Effect of Triple Antibiotic Paste as an Intracanal Medication With an Anti-Inflammatory Drug on Post-operative Pain.

Phase 1

Completed

• Conditions: Asymptomatic Necrotic Teeth
• Interventions: Other: triple antibiotic paste with an anti-inflammatory drug

• Registration Number: NCT02907489
• Lead Sponsor: Cairo University

Brief Summary

The purpose of this study is to determine whether the use of triple antibiotic paste as intracanal medication with an anti-inflammatory drug, compared to a calcium hydroxide will reduce postoperative pain and intracanal bacteria or not in patients with asymptomatic necrotic teeth.

Detailed Description

This trial is aiming to answer a clinical question whether in patients with asymptomatic necrotic teeth, the use of triple antibiotic paste as intracanal medication with an anti-inflammatory drug, compared to a calcium hydroxide, reduce postoperative pain and intracanal bacteria or not? trial design will be Randomized, controlled, double blinded, unicenter, parallel, two-arm, superiority trial with 1:1 allocation ratio.

Study Timeline

• Study First Submitted: 2016-09-08
• Study First Submitted QC: 2016-09-15
• Study First Posted: 2016-09-20
• Study Start: 2016-10
• Primary Completion: 2018-04
• Study Completion: 2018-07
• Results First Submitted: 2019-07-11
• Status Verified: 2019-09
• Results First Submitted QC: 2019-09-21
• Last Update Submitted: 2019-09-21
• Results First Posted: 2019-09-24
• Last Update Posted: 2019-09-24

Recruitment & Eligibility

• Status: COMPLETED
• Sex: All
• Target Recruitment: 84

Inclusion Criteria

1. Subject's age between 18-50 years.
2. Both male and female subjects.
3. Medically free and healthy subjects.
4. Mandibular and maxillary single rooted teeth.
5. Asymptomatic non vital teeth.

Exclusion Criteria

1. Teeth with acute dentoalveolar abscess.
2. Subjects having more than one tooth that require root canal treatment.
3. Subjects that have taken analgesic, anti-inflammatory or antibiotic drugs during the 10 days prior to the start of treatment.
4. Pregnant females.
5. Subjects with systemic diseases who have endocrine diseases, Infectious diseases or Psychological disturbance.
6. Teeth with periodontal disease or pulp calcification.
7. Subjects taking chronic pain medications.

Study & Design

• Study Type: INTERVENTIONAL
• Study Design: PARALLEL

Arm && Interventions

Group	Intervention	Description
Test: Triple Antibiotic Paste and Anti-Inflammatory Drug	triple antibiotic paste with an anti-inflammatory drug	Mixture of ciprofloxacin, metronidazole and minocycline.and diclofenac potassium 50 mg (Catafast)

Primary Outcome Measures

Name	Time	Method
Post Operative Pain	after 24, 48, and 72 hour from the end of the first visit.	Visual Analogue Scale (VAS) of post operative pain (The VAS consisted of a 100 mm horizontal ruler without numbers except a "0" at its first part and a "10" in the last part. With "0" indicating the best outcome while "10" the worst outcome. The subjects were asked to mark the point that was equivalent to their pain intensity. The pain levels were classified as no pain \[0\], mild pain \[1-3\], moderate pain \[4-7\] or severe pain \[8-10\] )

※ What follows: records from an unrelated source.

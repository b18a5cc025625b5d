use std::collections::{HashMap, HashSet};

use axum::{
    Extension, Json,
    extract::{Path, State},
    http::StatusCode,
    response::IntoResponse,
};
use chrono::{DateTime, Utc};
use tracing::{error, warn};
use uuid::Uuid;

use chirp_db::error::StoreError;
use chirp_db::models::TweetRow;
use chirp_types::api::{Claims, CreateTweetRequest, TweetResponse};

use crate::auth::AppState;
use crate::error::ApiError;

pub async fn create_tweet(
    State(state): State<AppState>,
    Extension(claims): Extension<Claims>,
    Json(req): Json<CreateTweetRequest>,
) -> Result<impl IntoResponse, ApiError> {
    let tweet_id = Uuid::new_v4();

    // Run blocking DB insert off the async runtime
    let db = state.clone();
    let tid = tweet_id.to_string();
    let author_id = claims.sub.to_string();
    let content = req.content.clone();
    let created_at = tokio::task::spawn_blocking(move || db.db.insert_tweet(&tid, &author_id, &content))
        .await
        .map_err(|e| {
            error!("spawn_blocking join error: {}", e);
            ApiError::internal(e)
        })??;

    Ok((
        StatusCode::CREATED,
        Json(TweetResponse {
            id: tweet_id,
            author_id: claims.sub,
            author_username: claims.username.clone(),
            content: req.content,
            created_at: parse_timestamp(&created_at, "tweet created_at"),
            like_count: 0,
            liked_by_me: false,
        }),
    ))
}

pub async fn get_tweet(
    State(state): State<AppState>,
    Path(tweet_id): Path<Uuid>,
    Extension(claims): Extension<Claims>,
) -> Result<impl IntoResponse, ApiError> {
    let db = state.clone();
    let tid = tweet_id.to_string();
    let viewer_id = claims.sub.to_string();

    let (row, counts, liked) = tokio::task::spawn_blocking(move || {
        let row = db.db.get_tweet(&tid)?.ok_or(StoreError::TweetNotFound {
            tweet_id: tid.clone(),
        })?;
        let counts = db.db.like_counts_for_tweets(std::slice::from_ref(&tid))?;
        let liked = db.db.liked_tweet_ids(&viewer_id)?;
        Ok::<_, StoreError>((row, counts, liked))
    })
    .await
    .map_err(|e| {
        error!("spawn_blocking join error: {}", e);
        ApiError::internal(e)
    })??;

    let counts: HashMap<String, u64> = counts.into_iter().collect();
    let liked: HashSet<String> = liked.into_iter().collect();

    Ok(Json(tweet_response(row, &counts, &liked)))
}

/// Author-only deletion; the store distinguishes a missing tweet (404)
/// from someone else's tweet (403).
pub async fn delete_tweet(
    State(state): State<AppState>,
    Path(tweet_id): Path<Uuid>,
    Extension(claims): Extension<Claims>,
) -> Result<impl IntoResponse, ApiError> {
    let db = state.clone();
    let tid = tweet_id.to_string();
    let acting_id = claims.sub.to_string();

    tokio::task::spawn_blocking(move || db.db.delete_tweet(&tid, &acting_id))
        .await
        .map_err(|e| {
            error!("spawn_blocking join error: {}", e);
            ApiError::internal(e)
        })??;

    Ok(StatusCode::NO_CONTENT)
}

/// Global reverse-chronological feed. Like counts come from one grouped
/// query and the viewer's liked flags from one membership set, never a
/// query per tweet.
pub async fn home_feed(
    State(state): State<AppState>,
    Extension(claims): Extension<Claims>,
) -> Result<impl IntoResponse, ApiError> {
    let db = state.clone();
    let viewer_id = claims.sub.to_string();

    let (rows, counts, liked) = tokio::task::spawn_blocking(move || {
        let rows = db.db.list_tweets(None)?;
        let tweet_ids: Vec<String> = rows.iter().map(|r| r.id.clone()).collect();
        let counts = db.db.like_counts_for_tweets(&tweet_ids)?;
        let liked = db.db.liked_tweet_ids(&viewer_id)?;
        Ok::<_, StoreError>((rows, counts, liked))
    })
    .await
    .map_err(|e| {
        error!("spawn_blocking join error: {}", e);
        ApiError::internal(e)
    })??;

    let counts: HashMap<String, u64> = counts.into_iter().collect();
    let liked: HashSet<String> = liked.into_iter().collect();

    let tweets: Vec<TweetResponse> = rows
        .into_iter()
        .map(|row| tweet_response(row, &counts, &liked))
        .collect();

    Ok(Json(tweets))
}

pub(crate) fn tweet_response(
    row: TweetRow,
    like_counts: &HashMap<String, u64>,
    liked: &HashSet<String>,
) -> TweetResponse {
    let like_count = like_counts.get(&row.id).copied().unwrap_or(0);
    let liked_by_me = liked.contains(&row.id);

    TweetResponse {
        id: parse_uuid(&row.id, "tweet id"),
        author_id: parse_uuid(&row.author_id, "tweet author_id"),
        author_username: row.author_username,
        content: row.content,
        created_at: parse_timestamp(&row.created_at, "tweet created_at"),
        like_count,
        liked_by_me,
    }
}

pub(crate) fn parse_uuid(raw: &str, what: &str) -> Uuid {
    raw.parse().unwrap_or_else(|e| {
        warn!("Corrupt {} '{}': {}", what, raw, e);
        Uuid::default()
    })
}

/// Timestamps are stored as "YYYY-MM-DD HH:MM:SS[.ffffff]" without
/// timezone. Parse as naive UTC and convert.
pub(crate) fn parse_timestamp(raw: &str, what: &str) -> DateTime<Utc> {
    chrono::NaiveDateTime::parse_from_str(raw, "%Y-%m-%d %H:%M:%S%.f")
        .map(|ndt| ndt.and_utc())
        .unwrap_or_else(|e| {
            warn!("Corrupt {} '{}': {}", what, raw, e);
            DateTime::default()
        })
}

Secondary Outcome Measures

Name	Time	Method
Intracanal Bacterial Count	before and after mechanical preparation (at day 0) and after 72 hour from placement of the intracanal medication.	Colony forming units per milliliter of blood agar medium before root canal preparation (S1), after root canal preparation (S2) and after intracanal medication application for 72 hours (S3)